El presidente Tabaré Vázquez impuso este viernes el veto a artículos que despenalizaban el aborto en una ley de Salud Sexual y Reproductiva, decisión que desató manifestaciones de grupo de feministas que apoyaban la norma y el aplauso de grupos conservadores.
Centenares de personas se concentraron en la céntrica plaza de Cagancha y cortaron el tránsito por la avenida 18 de Julio, la principal de la capital, para protestar contra la decisión presidencial.
La manifestación fue convocada por la Coordinadora de Organizaciones Sociales, que agrupa a varias entidades partidarias de la despenalización del aborto y encabezada por un gran cartel que decía: No al veto.
Otras pancartas expusieron mensajes como: Tabaré: a las mujeres de izquierda, tu veto nos avergenza.
Los manifestantes, entre los que se encontraban al menos dos senadores oficialistas -Mónica Xavier y Alberto Couriel-, golpearon sus palmas y corearon consignas tales como: plebiscito (para definir la despenalización del aborto), Estado laico y somos democracia, no somos monarquía.
La presidencia divulgó en su página digital la resolución indicando que se observan en forma total, por razones de constitucionalidad y conveniencia, las citadas disposiciones que despenalizaban el aborto.
En la resolución, Vázquez indica que en países que se ha liberalizado el aborto, éstos han aumentado. En los Estados Unidos, en los primeros diez años, se triplicó y la cifra se mantiene; la costumbre se instaló. Lo mismo sucedió en España.

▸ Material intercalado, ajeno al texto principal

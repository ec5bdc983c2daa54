//! Version gate shared by every versioned payload.
//!
//! Payloads are parsed to a JSON value first so that the version is
//! checked before the shape is. A newer payload whose shape changed is
//! reported as `UnsupportedVersion`, not as a confusing JSON error.

use serde::de::DeserializeOwned;
use serde_json::Value;

use crate::errors::{ProtocolError, Result};

/// Highest payload version this crate understands.
pub const PROTOCOL_VERSION: u64 = 1;

/// A payload carrying an explicit version field.
pub trait Versioned: DeserializeOwned {
    /// Payload name used in error messages.
    const KIND: &'static str;

    /// JSON key holding the version.
    const VERSION_FIELD: &'static str = "version";
}

/// Reject versions outside `1..=PROTOCOL_VERSION`.
pub fn check_version(kind: &'static str, found: u64) -> Result<()> {
    if found == 0 || found > PROTOCOL_VERSION {
        return Err(ProtocolError::UnsupportedVersion {
            kind,
            found,
            supported: PROTOCOL_VERSION,
        });
    }
    Ok(())
}

/// Version-check and decode a payload.
pub fn decode_versioned<T: Versioned>(value: Value) -> Result<T> {
    let version = value
        .get(T::VERSION_FIELD)
        .ok_or_else(|| ProtocolError::malformed(T::VERSION_FIELD, "missing"))?
        .as_u64()
        .ok_or_else(|| ProtocolError::malformed(T::VERSION_FIELD, "not an unsigned integer"))?;
    check_version(T::KIND, version)?;

    Ok(serde_json::from_value(value)?)
}

/// Parse JSON text and decode it as `T`.
pub fn decode_json<T: Versioned>(bytes: &[u8]) -> Result<T> {
    decode_versioned(serde_json::from_slice(bytes)?)
}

El veto fue enviado al Congreso, que en 30 días debe convocar a la Asamblea General Legislativa (congreso pleno) donde el oficialismo -que en primera instancia votó a favor de la ley- no cuenta con mayoría de 78 en 130 bancas para poder levantarlo, por lo cual quedaría a firme.
La organización femenina por Democracia, Equidad y Ciudadanía consideró la decisión un acto de autoritarismo que implica un retroceso enorme para el sistema democrático.
María José del Campo, de la Mesa Coordinadora Nacional por la Vida, consideró que pretendemos que el estado preserve la vida de sus ciudadanos al afirmar que se pronunciaron siempre en favor del veto. El aborto es malo, legalizarlo es peor, enfatizó.
El senador Sergio Abreu, del Partido Nacional, el principal de oposición y que se ha opuesto a la iniciativa, fustigó la ley porque viola el derecho internacional que ha suscrito Uruguay en defensa de la vida.
El diputado del partido Colorado, Washington Abdala dijo a la AP que insistirá en mi planteo original, lo mejor es una consulta ciudadana.
La ley fue sancionada el 5 de noviembre en la Cámara de Diputados por 49 a 48 votos y el martes en el Senado, por 17 en 30, dejando en evidencia las divisiones políticas, sociales y con la advertencia de excomunión de parte de la Iglesia Católica.
El obispo Pablo Galimberti dijo a la AP el viernes que felicitó al presidente por su firme convicción ética... es un valioso e histórico gesto del presidente.
Respecto de la excomunión a quienes votaron a favor de la ley, atenuó las implicaciones al señalar que es un asunto de cada obispo, de cada diócesis que tiene conocimiento de legisladores que han votado y eso es público.
El senador Eduardo Lorier del Partido Comunista, dijo a la AP que el veto era una historia anunciada, por eso consideramos que la salida democrática que queda para un asunto de este tipo es un plebiscito.
Lorier admitió que no tenemos mayorías para levantarlo el veto.